Salvation is a gift which God is giving his people. ‘Planned by the Father, accomplished through the Son and applied by the Holy Spirit’, writes the commentator on Peter’d letter.

In certain nation’s Governments, it is understood that the staff of the administration “serve at the pleasure” of the President or leader of the nation. Their ultimate purpose is to fulfil the orders of the leader even when it goes against their personal viewpoints and ideologies. The personal is set aside to fall in under the leadership.


We serve the King of Kings - the God of Gods.

The way of the Father is our own way and even when it does not conform to the way of our personal ease, we serve him and not our own means and ends. We are constantly drawn back to the life of Jesus as we work this out. Jesus served. He served the people. He served those who didn’t know him. He served his own disciples in washing their feet. He didn’t put on the robes of state and rise above the needs of the people - rather, he took on true humility and served those in front of him whatever the cost.

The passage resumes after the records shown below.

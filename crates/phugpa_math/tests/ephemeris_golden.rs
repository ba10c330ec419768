//! Golden ephemeris values for known months.
//!
//! Month index 753 starts on 1988-02-18 (Thursday), index 1010 is the
//! tenth month of 2008 with a skipped 23rd and a doubled 26th.

use phugpa_math::{MonthRoots, corrected_day, root_anomaly, root_sun, root_weekday, true_weekday};

fn weekdays(index: i64) -> Vec<i64> {
    let roots = MonthRoots::new(index);
    (1..=30)
        .map(|d| corrected_day(&roots, d).expect("ephemeris").weekday_number())
        .collect()
}

#[test]
fn roots_of_anchor_month() {
    assert_eq!(root_weekday(753), [4, 29, 48, 3, 183]);
    assert_eq!(root_sun(753), [21, 49, 42, 0, 36]);
    assert_eq!(root_anomaly(753), [13, 100]);
}

#[test]
fn roots_at_era_bounds() {
    assert_eq!(root_weekday(-11134), [3, 24, 33, 2, 620]);
    assert_eq!(root_sun(-11134), [21, 27, 32, 1, 29]);
    assert_eq!(root_anomaly(-11134), [1, 57]);
    assert_eq!(root_weekday(3708), [5, 22, 52, 5, 341]);
    assert_eq!(root_sun(3708), [19, 6, 29, 3, 21]);
    assert_eq!(root_anomaly(3708), [11, 31]);
}

#[test]
fn anchor_month_runs_without_gaps() {
    let wd = weekdays(753);
    // 0 = Saturday, so the first day is a Thursday.
    assert_eq!(wd[0], 5);
    for pair in wd.windows(2) {
        assert_eq!((pair[0] + 1) % 7, pair[1]);
    }
}

#[test]
fn skip_and_double_in_tenth_month_2008() {
    assert_eq!(true_weekday(1009, 30).expect("ephemeris"), 5);
    let wd = weekdays(1010);
    assert_eq!(
        wd,
        vec![
            6, 0, 1, 2, 3, 4, 5, 6, 0, 1, 2, 3, 4, 5, 6, 0, 1, 2, 3, 4, 5, 6, 6, 0, 1, 3, 4, 5,
            6, 0
        ]
    );
}

#[test]
fn full_digits_of_corrected_days() {
    let roots = MonthRoots::new(1010);
    let d23 = corrected_day(&roots, 23).expect("ephemeris");
    assert_eq!(d23.weekday, [6, 58, 7, 4, 18, 264]);
    assert_eq!(d23.sun, [17, 22, 32, 0, 36]);
    let d26 = corrected_day(&roots, 26).expect("ephemeris");
    assert_eq!(d26.weekday, [3, 1, 2, 0, 3, 583]);
    assert_eq!(d26.sun, [17, 36, 1, 1, 11]);
}

#[test]
fn first_month_of_era() {
    let wd = weekdays(-11134);
    assert_eq!(&wd[13..16], &[3, 4, 4]);
    assert_eq!(&wd[23..25], &[5, 0]);
}
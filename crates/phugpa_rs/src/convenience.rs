use phugpa_calendar::{DatePair, TibetanDate, TibetanQuery};
use phugpa_practice::{CalendarInfo, DayRecord};
use phugpa_time::CivilDate;

use crate::error::PhugpaError;
use crate::global::table;

/// Tibetan date of a solar date; `None` outside the era.
pub fn tibetan_date_for(date: CivilDate) -> Result<Option<TibetanDate>, PhugpaError> {
    Ok(phugpa_calendar::tibetan_date_for(table()?, date))
}

/// All Tibetan dates matching `query`, each with its solar date.
///
/// Skipped days are listed with no solar date; doubled days appear twice.
pub fn solar_dates_for(query: TibetanQuery) -> Result<Vec<DatePair>, PhugpaError> {
    Ok(phugpa_calendar::solar_dates_for(table()?, &query))
}

/// Observance records for every era date of `[from, to]`.
pub fn day_records_for(from: CivilDate, to: CivilDate) -> Result<Vec<DayRecord>, PhugpaError> {
    Ok(phugpa_practice::day_records_for(table()?, from, to))
}

/// Observance records for one Gregorian month.
pub fn month_records(year: i32, month: u32) -> Result<Vec<DayRecord>, PhugpaError> {
    Ok(phugpa_practice::month_records(table()?, year, month)?)
}

/// Display metadata of the practice calendars.
pub fn calendars() -> &'static [CalendarInfo] {
    phugpa_practice::calendars()
}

Holiness and obedience are inextricably linked.

We cannot be holy without subjecting ourselves to the will and purpose of God in this earth. And as we look at Jesus, we see the order - we suffer for God and then we enter into his glory.

Jesus’ suffering was often in the meeting of the people who were rejected by their society. The widows and outcasts - sufferers of infectious skin diseases, people troubled by voices in their heads; those who were lame from birth, women who were not considered acceptable in various ways or those who had some other thing that marked them out as different and awkward and removed them from fellowship.


Jesus would be filled with compassion - deeply moved by their sufferings. He met them with the kingdom of God and brought them peace and acceptability. In Jesus, they were transformed and healed of that which had broken them.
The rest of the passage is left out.